A United Nations humanitarian coordinator says around 1.2 million children in Afghanistan are acutely malnourished, with half a million of those suffering from poor nutrition under the age of five.
The UN Deputy Special Representative for Afghanistan Mark Bowden stated on Wednesday that food insecurity affects nearly eight million people in the war-wrecked Asian country, and the presence of 225,000 refugees who have fled the Pakistani army’s operations against militant hideouts in a northwestern tribal region near the border with Afghanistan has exacerbated the humanitarian problems.

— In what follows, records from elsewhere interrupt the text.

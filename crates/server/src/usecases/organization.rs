use tracing::info;
use uuid::Uuid;

use clinical_core::dto::FacilityInput;
use clinical_core::model::{
    Address, CodeableConcept, Coding, ContactPoint, ContactPointSystem, ContactPointUse,
    Identifier, IdentifierUse, Organization,
};
use clinical_core::Result;

use super::ClinicalUseCases;
use crate::infrastructure::events::{ORGANIZATION_TOPIC, publish_best_effort};
use crate::infrastructure::resources;

/// Kenya Master Facility List code
const FACILITY_CODE_SYSTEM: &str = "http://mycarehub/facility-identification/mfl-code";

impl ClinicalUseCases {
    /// Create an Organization for a healthcare facility and announce it.
    pub async fn create_organization(&self, input: FacilityInput) -> Result<Organization> {
        input.validate()?;

        let code = input.code.to_string();
        let organization = Organization {
            id: Some(input.id.clone().unwrap_or_else(|| Uuid::new_v4().to_string())),
            active: Some(input.active),
            name: Some(input.name.clone()),
            identifier: vec![Identifier {
                use_: Some(IdentifierUse::Official),
                type_: Some(CodeableConcept::from_coding(Coding::new(
                    FACILITY_CODE_SYSTEM,
                    code.as_str(),
                    "MFL Code",
                ))),
                system: Some(FACILITY_CODE_SYSTEM.to_string()),
                value: Some(code),
                ..Default::default()
            }],
            telecom: (!input.phone.trim().is_empty())
                .then(|| ContactPoint {
                    system: Some(ContactPointSystem::Phone),
                    value: Some(input.phone.clone()),
                    use_: Some(ContactPointUse::Work),
                    rank: Some(1),
                    period: None,
                })
                .into_iter()
                .collect(),
            address: (!input.county.trim().is_empty())
                .then(|| Address {
                    state: Some(input.county.clone()),
                    country: Some(self.defaults.country.clone()),
                    ..Default::default()
                })
                .into_iter()
                .collect(),
            alias: (!input.description.trim().is_empty())
                .then(|| input.description.clone())
                .into_iter()
                .collect(),
            ..Default::default()
        };

        let created = resources::create(&*self.infra.fhir, &organization).await?;
        info!(organization_id = ?created.id, "Created organization");

        let event = FacilityInput {
            id: created.id.clone(),
            ..input
        };
        publish_best_effort(&*self.infra.events, ORGANIZATION_TOPIC, &event).await;
        Ok(created)
    }
}
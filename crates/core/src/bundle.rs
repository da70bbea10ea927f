//! Search result pages returned by the remote FHIR store.
//!
//! Only the parts the repository adapter reads are modelled: the entries'
//! resources and the `next` link used to walk a paginated searchset.

use serde::Deserialize;
use serde_json::Value as JsonValue;

const NEXT: &str = "next";

#[derive(Debug, Clone, Default, Deserialize)]
#[serde(rename_all = "camelCase")]
pub struct Bundle {
    /// `searchset` for everything this service asks for
    #[serde(rename = "type", default)]
    pub kind: Option<String>,

    #[serde(default)]
    pub total: Option<u64>,

    #[serde(default)]
    pub link: Vec<BundleLink>,

    #[serde(default)]
    pub entry: Vec<BundleEntry>,
}

#[derive(Debug, Clone, Deserialize)]
pub struct BundleLink {
    pub relation: String,
    pub url: String,
}

#[derive(Debug, Clone, Deserialize)]
#[serde(rename_all = "camelCase")]
pub struct BundleEntry {
    #[serde(default)]
    pub full_url: Option<String>,
    #[serde(default)]
    pub resource: Option<JsonValue>,
}

impl Bundle {
    pub fn next_link(&self) -> Option<&str> {
        self.link
            .iter()
            .find_map(|link| (link.relation == NEXT).then_some(link.url.as_str()))
    }

    /// Resources of this page. Entries without one (deleted history
    /// entries, bare `fullUrl`s) are dropped.
    pub fn into_resources(self) -> Vec<JsonValue> {
        self.entry.into_iter().filter_map(|entry| entry.resource).collect()
    }
}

Bowden also appealed for USD 405 million to cover the humanitarian needs of the people in Afghanistan in 2015. According to the data collected by the Afghan government and UN in June, 55 percent of Afghan children are suffering irreversible complications of severe malnutrition. The majority of Afghans cannot afford even a minimally healthy diet, and in some provinces only one in five could afford regular balanced meals, another UN study suggests. Severe cases of malnutrition have been reported in the provinces of Helmand, Kandahar, Konar, Farah, Paktia and Paktika — all places where the US-led war has wrecked people’s lives and pushed the poor over the nutritional edge.
Medical sources and aid workers have mainly blamed continuing war and refugee displacement for the hunger crisis. Meanwhile, human rights activists have raised alarm over the plight of child workers in Afghanistan, noting that most of these youngsters are facing rising levels of violence and sexual abuse. The United States and its allies invaded Afghanistan in 2001 as part of Washington’s so-called war on terror. The offensive removed the Taliban from power, but insecurity remains across the country despite the presence of thousands of US-led troops.